## Your instructions
Search the data below for the word "RoundConfig" and report how many lines contain it. Nothing but the number is needed.

Records from a data collection
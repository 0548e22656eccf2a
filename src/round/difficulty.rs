// Difficulty presets for the built-in game modes.
// The original game shipped three script generations with diverging bounds
// and units; these constants are the unified configuration they collapse to.
use super::{ConfigError, Difficulty, RoundConfig, WordBank};
use crate::{NORMAL_WORDS, WIZARD_WORDS};

pub const ROPE_MIN: f64 = 0.0;
pub const ROPE_MAX: f64 = 650.0;
pub const ROPE_START: f64 = 325.0;

// Speed and pulls are identical across difficulties; only the word bank
// changes. Six words are visible per line (one in play, five upcoming).
pub const TICK_PERIOD_MS: u32 = 400;
pub const OPPONENT_PULL: f64 = 15.0;
pub const PLAYER_PULL: f64 = 20.0;
pub const LINE_LENGTH: usize = 6;

/// Resolve a preset by name: `"easy"` plays everyday words, `"hard"` the
/// wizard bank.
pub fn preset(name: &str) -> Result<RoundConfig, ConfigError> {
    let words = match name {
        "easy" => NORMAL_WORDS,
        "hard" => WIZARD_WORDS,
        other => return Err(ConfigError::UnknownDifficulty(other.to_string())),
    };
    Ok(RoundConfig {
        bank: WordBank::new(words, LINE_LENGTH)?,
        difficulty: Difficulty {
            opponent_pull: OPPONENT_PULL,
            tick_period_ms: TICK_PERIOD_MS,
        },
        player_pull: PLAYER_PULL,
        rope_min: ROPE_MIN,
        rope_max: ROPE_MAX,
        rope_start: ROPE_START,
    })
}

## Task solution
3